The only point in it that is not entirely clear at a first glance is why $\hom_G(U,V_{\mid G}) $ has dimension $\leq \frac{\dim V}{\dim U}$, but that follows at once by using Schur's lemma and decomposing $V_{\mid G}$ into irreducible representations
(although to make sure that that holds you probably have to use some hypothesis, again something like the fact that the field is algebraically closed of characteristic prime to $|G|$)
Best Answer
When $V_1$ and $V_2$ are representations of $G_1$ and $G_2$ respectively, I'll use $V_1 \boxtimes V_2$ to mean the representation of $G_1 \times G_2$ with underlying vector space $V_1 \otimes_{\mathbb{C}} V_2$, and $V_1 \boxplus V_2$ to mean the representation of $G_1 \times G_2$ with underlying vector space $V_1 \oplus V_2$.

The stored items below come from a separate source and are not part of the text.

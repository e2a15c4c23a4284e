use serde::{Deserialize, Serialize};

/// Orchestrator + janitor knobs (spec §4.4, §5).
#[derive(Debug, Clone, Serialize, Deserialize)]
pub struct OrchestratorConfig {
    /// Concurrency bound across issues (spec §9 Open Questions, resolved:
    /// a configurable bound, no per-workspace fairness).
    #[serde(default = "d_max_concurrent")]
    pub max_concurrent_issues: u32,

    /// A `claimed` row older than this is reclaimable by the janitor.
    #[serde(default = "d_stuck_secs")]
    pub stuck_duration_secs: i64,

    /// A `queued`-but-never-claimed row older than this is reset to `idle`.
    #[serde(default = "d_queued_stuck_secs")]
    pub queued_stuck_duration_secs: i64,

    /// How often the janitor sweeps.
    #[serde(default = "d_janitor_interval_secs")]
    pub janitor_interval_secs: u64,

    /// Hard per-turn wall clock budget.
    #[serde(default = "d_turn_budget_ms")]
    pub turn_wall_clock_budget_ms: u64,

    /// Retry backoff: `delay = min(base * 2^(attempt-1), cap)` + jitter.
    #[serde(default = "d_retry_base_ms")]
    pub retry_base_delay_ms: u64,
    #[serde(default = "d_retry_cap_ms")]
    pub retry_cap_delay_ms: u64,
    #[serde(default = "d_retry_jitter_ms")]
    pub retry_jitter_ms: u64,

    /// Per-issue rate limit on error comments (spec §7: "rate-limited per issue").
    #[serde(default = "d_error_comment_cooldown_secs")]
    pub error_comment_cooldown_secs: i64,
}

impl Default for OrchestratorConfig {
    fn default() -> Self {
        Self {
            max_concurrent_issues: d_max_concurrent(),
            stuck_duration_secs: d_stuck_secs(),
            queued_stuck_duration_secs: d_queued_stuck_secs(),
            janitor_interval_secs: d_janitor_interval_secs(),
            turn_wall_clock_budget_ms: d_turn_budget_ms(),
            retry_base_delay_ms: d_retry_base_ms(),
            retry_cap_delay_ms: d_retry_cap_ms(),
            retry_jitter_ms: d_retry_jitter_ms(),
            error_comment_cooldown_secs: d_error_comment_cooldown_secs(),
        }
    }
}

fn d_max_concurrent() -> u32 {
    8
}
fn d_stuck_secs() -> i64 {
    300
}
fn d_queued_stuck_secs() -> i64 {
    1800
}
fn d_janitor_interval_secs() -> u64 {
    30
}
fn d_turn_budget_ms() -> u64 {
    120_000
}
fn d_retry_base_ms() -> u64 {
    2_000
}
fn d_retry_cap_ms() -> u64 {
    300_000
}
fn d_retry_jitter_ms() -> u64 {
    500
}
fn d_error_comment_cooldown_secs() -> i64 {
    600
}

If $V$ is an irreducible representation of $G_1 \times G_2$, then $V$ is isomorphic to $V_1 \boxtimes V_2$ for some irreducible representations $V_1$ and $V_2$ of $G_1$ and $G_2$ respectively. This means that if we know the representations of $G_1$ and $G_2$, then using the $\boxtimes$ construction we can get to all the (irreducible) representations of $G_1 \times G_2$. Conversely, the $\boxtimes$ product of two irreducible representations always produces an irreducible representation of $G_1 \times G_2$.

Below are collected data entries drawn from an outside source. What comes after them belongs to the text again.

//! `@mention` extraction (spec §4.2, §8).
//!
//! Shared between `relay-engagement` (engagement detection) and
//! `relay-context` (rendering mentions back for prompts) so the regex and
//! its edge cases live in exactly one place.

use regex::Regex;
use std::sync::OnceLock;

fn mention_re() -> &'static Regex {
    static RE: OnceLock<Regex> = OnceLock::new();
    RE.get_or_init(|| {
        Regex::new(r"(?:^|[^a-zA-Z0-9])@([a-zA-Z0-9_-]+)").expect("static mention regex")
    })
}

/// Tokenizes `@username` mentions. Case preserved; callers compare
/// case-insensitively. A trailing run of hyphens does not capture a
/// phantom empty mention — `[a-zA-Z0-9_-]+` requires at least one char,
/// and `@relay-bot-admin` never yields `relay-bot` (no partial matches).
pub fn extract_mentions(text: &str) -> std::collections::HashSet<String> {
    mention_re()
        .captures_iter(text)
        .map(|c| c[1].to_string())
        .collect()
}

/// Case-insensitive membership check used by the engagement rule "if the
/// service account username appears".
pub fn mentions_username(text: &str, username: &str) -> bool {
    let lower = username.to_lowercase();
    extract_mentions(text)
        .iter()
        .any(|m| m.to_lowercase() == lower)
}
impl ExploreAgent {
    pub fn new(
        llm: Arc<dyn LlmClient>,
        code_graph: Arc<dyn CodeGraph>,
        config: ExploreConfig,
        workspace_root: PathBuf,
    ) -> Self {
        Self {
            llm,
            code_graph,
            config,
            workspace_root,
        }
    }

    fn tool_defs(&self) -> Vec<ToolDefinition> {
        vec![
            ToolDefinition {
                name: "grep".into(),
                description: "Regex search across files under the workspace root.".into(),
                parameters: serde_json::json!({
                    "type": "object",
                    "additionalProperties": false,
                    "properties": {
                        "pattern": {"type": "string"},
                        "path": {"type": "string"}
                    },
                    "required": ["pattern"]
                }),
            },
            ToolDefinition {
                name: "glob".into(),
                description: "List relative paths matching a */**/? glob pattern.".into(),
                parameters: serde_json::json!({
                    "type": "object",
                    "additionalProperties": false,
                    "properties": {"pattern": {"type": "string"}},
                    "required": ["pattern"]
                }),
            },
            ToolDefinition {
                name: "read_file".into(),
                description: "Read a file relative to the workspace root.".into(),
                parameters: serde_json::json!({
                    "type": "object",
                    "additionalProperties": false,
                    "properties": {"path": {"type": "string"}},
                    "required": ["path"]
                }),
            },
            ToolDefinition {
                name: "bash".into(),
                description: "Run a read-only, allowlisted shell command.".into(),
                parameters: serde_json::json!({
                    "type": "object",
                    "additionalProperties": false,
                    "properties": {"command": {"type": "string"}},
                    "required": ["command"]
                }),
            },
            ToolDefinition {
                name: "code_graph".into(),
                description: "Query the read-only code-graph retrieval index.".into(),
                parameters: serde_json::json!({
                    "type": "object",
                    "additionalProperties": false,
                    "properties": {"query": {"type": "string"}},
                    "required": ["query"]
                }),
            },
            ToolDefinition {
                name: "submit_report".into(),
                description: "Terminates the session with a synthesized markdown report.".into(),
                parameters: serde_json::json!({
                    "type": "object",
                    "additionalProperties": false,
                    "properties": {"report": {"type": "string"}},
                    "required": ["report"]
                }),
            },
        ]
    }

    /// Runs one exploration session against a fresh context window —
    /// the session's token usage never pollutes the caller's own LLM
    /// loop (spec §4.7).
    pub async fn run(&self, query: &str, issue_id: i64, workspace_id: i64) -> Result<ExploreReport> {
        let tool_defs = self.tool_defs();
        let mut messages = vec![
            Message::system(SYSTEM_PROMPT),
            Message::user(query.to_string()),
        ];

        let mut iterations: u32 = 0;
        let mut total_prompt_tokens: u32 = 0;
        let mut total_completion_tokens: u32 = 0;
        let mut llm_evals = Vec::new();
        let mut last_text = String::new();

        loop {
            if iterations >= self.config.max_iterations {
                return Ok(ExploreReport {
                    report: fallback_report(&last_text, "iteration limit reached"),
                    iterations,
                    prompt_tokens: total_prompt_tokens,
                    completion_tokens: total_completion_tokens,
                    budget_exhausted: true,
                    llm_evals,
                });
            }
            let total_so_far = total_prompt_tokens + total_completion_tokens;
            if total_so_far >= self.config.hard_token_ceiling {
                return Ok(ExploreReport {
                    report: fallback_report(&last_text, "hard token ceiling reached"),
                    iterations,
                    prompt_tokens: total_prompt_tokens,
                    completion_tokens: total_completion_tokens,
                    budget_exhausted: true,
                    llm_evals,
                });
            }
            if total_so_far >= self.config.soft_token_ceiling {
                tracing::warn!(
                    issue_id,
                    total_so_far,
                    ceiling = self.config.soft_token_ceiling,
                    "explore agent crossed soft token ceiling"
                );
            }

            iterations += 1;
            let started = Instant::now();
            let response = self
                .llm
                .chat_with_tools(ChatRequest {
                    messages: messages.clone(),
                    tools: tool_defs.clone(),
                    model: None,
                    temperature: None,
                    max_tokens: None,
                })
                .await?;
            let latency_ms = started.elapsed().as_millis() as u64;

            total_prompt_tokens += response.prompt_tokens;
            total_completion_tokens += response.completion_tokens;
            llm_evals.push(LlmEval {
                id: 0,
                stage: EvalStage::Explore,
                issue_id,
                workspace_id,
                input_excerpt: excerpt(query),
                output_excerpt: excerpt(response.text.as_deref().unwrap_or("")),
                model: response.model.clone(),
                prompt_tokens: response.prompt_tokens,
                completion_tokens: response.completion_tokens,
                total_tokens: response.prompt_tokens + response.completion_tokens,
                latency_ms,
                error: None,
                created_at: chrono::Utc::now(),
            });

            if let Some(text) = &response.text {
                last_text = text.clone();
            }

            if response.finish_reason == Some(FinishReason::Error) {
                return Err(Error::ProviderTransient {
                    provider: "llm".into(),
                    message: "explore agent LLM call errored".into(),
                });
            }

            if let Some(submit) = response
                .tool_calls
                .iter()
                .find(|c| c.tool_name == "submit_report")
            {
                let report = submit
                    .arguments
                    .get("report")
                    .and_then(|v| v.as_str())
                    .unwrap_or(&last_text)
                    .to_string();
                return Ok(ExploreReport {
                    report,
                    iterations,
                    prompt_tokens: total_prompt_tokens,
                    completion_tokens: total_completion_tokens,
                    budget_exhausted: false,
                    llm_evals,
                });
            }

            if response.tool_calls.is_empty() {
                // No tool call and no submit_report — the model is done
                // talking without terminating properly; treat its text
                // as the report rather than looping forever.
                return Ok(ExploreReport {
                    report: fallback_report(&last_text, "model stopped without submit_report"),
                    iterations,
                    prompt_tokens: total_prompt_tokens,
                    completion_tokens: total_completion_tokens,
                    budget_exhausted: false,
                    llm_evals,
                });
            }

            messages.push(Message::assistant_tool_calls(
                response.text.as_deref().unwrap_or(""),
                &response.tool_calls,
            ));
            // Tool calls execute serially, in the order the LLM returned
            // them (spec §9: "executed serially ... parallelism adds
            // complexity with negligible latency benefit").
            for call in &response.tool_calls {
                let output = self.dispatch(call).await;
                tracing::debug!(
                    tool = %call.tool_name,
                    arguments = %call.arguments,
                    "explore tool call"
                );
                messages.push(Message::tool_result(call.call_id.clone(), output));
            }
        }
    }

    async fn dispatch(&self, call: &ToolCall) -> String {
        let result = match call.tool_name.as_str() {
            "grep" => {
                let pattern = str_arg(&call.arguments, "pattern").unwrap_or_default();
                let path = call.arguments.get("path").and_then(|v| v.as_str());
                tools::grep(&self.workspace_root, &pattern, path, self.config.tool_output_byte_limit)
            }
            "glob" => {
                let pattern = str_arg(&call.arguments, "pattern").unwrap_or_default();
                tools::glob(&self.workspace_root, &pattern, self.config.tool_output_byte_limit)
            }
            "read_file" => {
                let path = str_arg(&call.arguments, "path").unwrap_or_default();
                tools::read_file(&self.workspace_root, &path, self.config.tool_output_byte_limit)
            }
            "bash" => {
                let command = str_arg(&call.arguments, "command").unwrap_or_default();
                tools::bash(
                    &self.workspace_root,
                    &command,
                    &self.config.allowlisted_commands,
                    self.config.tool_output_byte_limit,
                )
                .await
            }
            "code_graph" => {
                let query = str_arg(&call.arguments, "query").unwrap_or_default();
                match self.code_graph.query(&query).await {
                    Ok(hits) => Ok(serde_json::to_string_pretty(&hits).unwrap_or_default()),
                    Err(e) => Err(e),
                }
            }
            other => Err(Error::Validation(format!("unknown explore tool '{other}'"))),
        };
        match result {
            Ok(s) => s,
            Err(e) => format!("error: {e}"),
        }
    }
}
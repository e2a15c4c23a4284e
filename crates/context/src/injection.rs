//! Section delimiters, generalized from `sa_contextpack::injection`'s
//! `format_workspace_section` to `format_issue_section` (SPEC_FULL §4.5).

pub fn format_section(name: &str, content: &str) -> String {
    format!("=== {name} ===\n{content}\n=== END_{name} ===\n")
}
//! C7: the typed `ChatWithTools` contract (spec §4.8).
//!
//! Grounded on the teacher's `sa_providers::LlmProvider` trait: one
//! provider-agnostic request/response pair, adapters translate to/from
//! wire formats. Unlike the teacher, there is no streaming variant here —
//! spec §4.8 is explicit that this is a single blocking call with no
//! internal retry; retries live at the caller (`relay-planner`,
//! `relay-explore`, `relay-specgen`) so attempts stay attributable via
//! `LlmEval` rows.

pub mod message;

pub use message::{ContentPart, Message, MessageContent, Role};

use async_trait::async_trait;
use serde::{Deserialize, Serialize};
use serde_json::Value;

use relay_domain::Result;

/// A tool definition exposed to the model. Every schema is expected to be
/// `{type: "object", additionalProperties: false, required: [...]}`
/// (spec §6) — enforced by callers, not by this crate.
#[derive(Debug, Clone, Serialize, Deserialize)]
pub struct ToolDefinition {
    pub name: String,
    pub description: String,
    pub parameters: Value,
}

/// A tool call returned by the model, in the order the provider emitted it.
#[derive(Debug, Clone, Serialize, Deserialize)]
pub struct ToolCall {
    pub call_id: String,
    pub tool_name: String,
    pub arguments: Value,
}

#[derive(Debug, Clone, Copy, PartialEq, Eq, Serialize, Deserialize)]
#[serde(rename_all = "snake_case")]
pub enum FinishReason {
    Stop,
    ToolUse,
    Length,
    ContentFilter,
    Error,
}

#[derive(Debug, Clone)]
pub struct ChatRequest {
    pub messages: Vec<Message>,
    pub tools: Vec<ToolDefinition>,
    pub model: Option<String>,
    pub temperature: Option<f32>,
    pub max_tokens: Option<u32>,
}

#[derive(Debug, Clone, Default)]
pub struct ChatResponse {
    pub text: Option<String>,
    pub tool_calls: Vec<ToolCall>,
    pub prompt_tokens: u32,
    pub completion_tokens: u32,
    pub finish_reason: Option<FinishReason>,
    pub model: String,
}

impl Default for FinishReason {
    fn default() -> Self {
        FinishReason::Stop
    }
}

/// C7: a single typed chat-with-tools call. No internal retry — a failed
/// network call returns `Error::ProviderTransient`; a content-filter or
/// invalid-argument rejection returns `Error::ProviderFatal` (spec §4.8).
#[async_trait]
pub trait LlmClient: Send + Sync {
    async fn chat_with_tools(&self, req: ChatRequest) -> Result<ChatResponse>;

    /// Identifies the client for `LlmEval.model` when the request didn't
    /// pin a model explicitly.
    fn default_model(&self) -> &str;
}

On the other hand, $V_1 \boxplus V_2$ is always reducible as a $G_1 \times G_2$ representation, since both vector subspaces $V_1$ and $V_2$ are stable under the $G_1 \times G_2$ action. On the $V_1$ subspace, really only the $G_1$ part of the group acts, and the $G_2$ part acts trivially, and similarly for the $V_2$ subspace. We cannot produce all irreducible representations of $G_1 \times G_2$ using this construction, which can already be seen in the example $G_1 = G_2 = \mathbb{Z} / 2 \mathbb{Z}$.